Brief: The records below are to be duplicated exactly as they appear.

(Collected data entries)

________________

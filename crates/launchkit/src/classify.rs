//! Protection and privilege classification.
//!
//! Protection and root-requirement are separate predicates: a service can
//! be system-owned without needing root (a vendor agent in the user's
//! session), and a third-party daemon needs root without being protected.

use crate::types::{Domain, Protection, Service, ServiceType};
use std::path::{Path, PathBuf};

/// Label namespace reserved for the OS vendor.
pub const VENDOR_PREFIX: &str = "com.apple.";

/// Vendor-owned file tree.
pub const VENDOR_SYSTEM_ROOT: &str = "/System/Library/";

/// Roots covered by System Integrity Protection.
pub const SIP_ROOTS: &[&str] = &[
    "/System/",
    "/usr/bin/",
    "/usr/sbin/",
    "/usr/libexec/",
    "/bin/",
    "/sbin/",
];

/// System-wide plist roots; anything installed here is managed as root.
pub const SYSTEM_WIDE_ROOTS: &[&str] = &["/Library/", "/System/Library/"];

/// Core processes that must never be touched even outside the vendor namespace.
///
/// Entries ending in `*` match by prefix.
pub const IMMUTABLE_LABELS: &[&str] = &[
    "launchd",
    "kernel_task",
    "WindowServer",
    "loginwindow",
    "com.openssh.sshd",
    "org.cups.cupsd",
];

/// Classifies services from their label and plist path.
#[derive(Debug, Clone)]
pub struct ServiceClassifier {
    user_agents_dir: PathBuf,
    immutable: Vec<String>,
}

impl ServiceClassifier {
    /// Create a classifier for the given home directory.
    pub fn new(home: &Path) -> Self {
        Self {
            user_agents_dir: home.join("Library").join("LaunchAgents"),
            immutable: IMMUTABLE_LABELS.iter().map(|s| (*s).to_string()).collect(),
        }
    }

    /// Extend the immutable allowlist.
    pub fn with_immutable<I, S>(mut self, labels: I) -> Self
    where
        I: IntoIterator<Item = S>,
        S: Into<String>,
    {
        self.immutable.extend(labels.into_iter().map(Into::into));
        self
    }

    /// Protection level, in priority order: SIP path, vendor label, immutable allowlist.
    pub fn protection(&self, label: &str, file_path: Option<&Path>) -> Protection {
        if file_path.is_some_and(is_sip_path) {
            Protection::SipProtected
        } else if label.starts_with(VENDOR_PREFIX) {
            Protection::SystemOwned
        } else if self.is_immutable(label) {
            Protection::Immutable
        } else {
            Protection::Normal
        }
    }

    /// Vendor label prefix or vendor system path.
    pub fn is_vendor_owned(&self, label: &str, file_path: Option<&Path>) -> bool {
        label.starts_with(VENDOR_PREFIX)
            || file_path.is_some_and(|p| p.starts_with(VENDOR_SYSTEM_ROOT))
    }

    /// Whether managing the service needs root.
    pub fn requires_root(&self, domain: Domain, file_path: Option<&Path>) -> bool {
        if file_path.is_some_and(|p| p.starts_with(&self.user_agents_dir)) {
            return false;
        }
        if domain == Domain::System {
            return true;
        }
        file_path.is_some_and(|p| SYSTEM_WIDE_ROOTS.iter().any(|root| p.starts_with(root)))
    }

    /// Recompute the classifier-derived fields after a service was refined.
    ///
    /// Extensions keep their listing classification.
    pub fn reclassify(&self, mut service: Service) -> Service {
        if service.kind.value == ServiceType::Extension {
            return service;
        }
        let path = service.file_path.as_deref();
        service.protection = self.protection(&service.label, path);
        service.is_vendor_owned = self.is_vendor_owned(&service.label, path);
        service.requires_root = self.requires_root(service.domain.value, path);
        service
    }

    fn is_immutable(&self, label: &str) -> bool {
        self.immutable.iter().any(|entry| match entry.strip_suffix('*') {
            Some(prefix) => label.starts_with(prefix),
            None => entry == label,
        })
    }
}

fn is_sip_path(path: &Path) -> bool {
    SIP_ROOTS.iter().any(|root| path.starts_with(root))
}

________________

Solution:
filename crates/launchkit/src/classify.rs
//! Protection and privilege classification.
//!
//! Protection and root-requirement are separate predicates: a service can
//! be system-owned without needing root (a vendor agent in the user's
//! session), and a third-party daemon needs root without being protected.

use crate::types::{Domain, Protection, Service, ServiceType};
use std::path::{Path, PathBuf};

/// Label namespace reserved for the OS vendor.
pub const VENDOR_PREFIX: &str = "com.apple.";

/// Vendor-owned file tree.
pub const VENDOR_SYSTEM_ROOT: &str = "/System/Library/";

/// Roots covered by System Integrity Protection.
pub const SIP_ROOTS: &[&str] = &[
    "/System/",
    "/usr/bin/",
    "/usr/sbin/",
    "/usr/libexec/",
    "/bin/",
    "/sbin/",
];

/// System-wide plist roots; anything installed here is managed as root.
pub const SYSTEM_WIDE_ROOTS: &[&str] = &["/Library/", "/System/Library/"];

/// Core processes that must never be touched even outside the vendor namespace.
///
/// Entries ending in `*` match by prefix.
pub const IMMUTABLE_LABELS: &[&str] = &[
    "launchd",
    "kernel_task",
    "WindowServer",
    "loginwindow",
    "com.openssh.sshd",
    "org.cups.cupsd",
];

/// Classifies services from their label and plist path.
#[derive(Debug, Clone)]
pub struct ServiceClassifier {
    user_agents_dir: PathBuf,
    immutable: Vec<String>,
}

impl ServiceClassifier {
    /// Create a classifier for the given home directory.
    pub fn new(home: &Path) -> Self {
        Self {
            user_agents_dir: home.join("Library").join("LaunchAgents"),
            immutable: IMMUTABLE_LABELS.iter().map(|s| (*s).to_string()).collect(),
        }
    }

    /// Extend the immutable allowlist.
    pub fn with_immutable<I, S>(mut self, labels: I) -> Self
    where
        I: IntoIterator<Item = S>,
        S: Into<String>,
    {
        self.immutable.extend(labels.into_iter().map(Into::into));
        self
    }

    /// Protection level, in priority order: SIP path, vendor label, immutable allowlist.
    pub fn protection(&self, label: &str, file_path: Option<&Path>) -> Protection {
        if file_path.is_some_and(is_sip_path) {
            Protection::SipProtected
        } else if label.starts_with(VENDOR_PREFIX) {
            Protection::SystemOwned
        } else if self.is_immutable(label) {
            Protection::Immutable
        } else {
            Protection::Normal
        }
    }

    /// Vendor label prefix or vendor system path.
    pub fn is_vendor_owned(&self, label: &str, file_path: Option<&Path>) -> bool {
        label.starts_with(VENDOR_PREFIX)
            || file_path.is_some_and(|p| p.starts_with(VENDOR_SYSTEM_ROOT))
    }

    /// Whether managing the service needs root.
    pub fn requires_root(&self, domain: Domain, file_path: Option<&Path>) -> bool {
        if file_path.is_some_and(|p| p.starts_with(&self.user_agents_dir)) {
            return false;
        }
        if domain == Domain::System {
            return true;
        }
        file_path.is_some_and(|p| SYSTEM_WIDE_ROOTS.iter().any(|root| p.starts_with(root)))
    }

    /// Recompute the classifier-derived fields after a service was refined.
    ///
    /// Extensions keep their listing classification.
    pub fn reclassify(&self, mut service: Service) -> Service {
        if service.kind.value == ServiceType::Extension {
            return service;
        }
        let path = service.file_path.as_deref();
        service.protection = self.protection(&service.label, path);
        service.is_vendor_owned = self.is_vendor_owned(&service.label, path);
        service.requires_root = self.requires_root(service.domain.value, path);
        service
    }

    fn is_immutable(&self, label: &str) -> bool {
        self.immutable.iter().any(|entry| match entry.strip_suffix('*') {
            Some(prefix) => label.starts_with(prefix),
            None => entry == label,
        })
    }
}

fn is_sip_path(path: &Path) -> bool {
    SIP_ROOTS.iter().any(|root| path.starts_with(root))
}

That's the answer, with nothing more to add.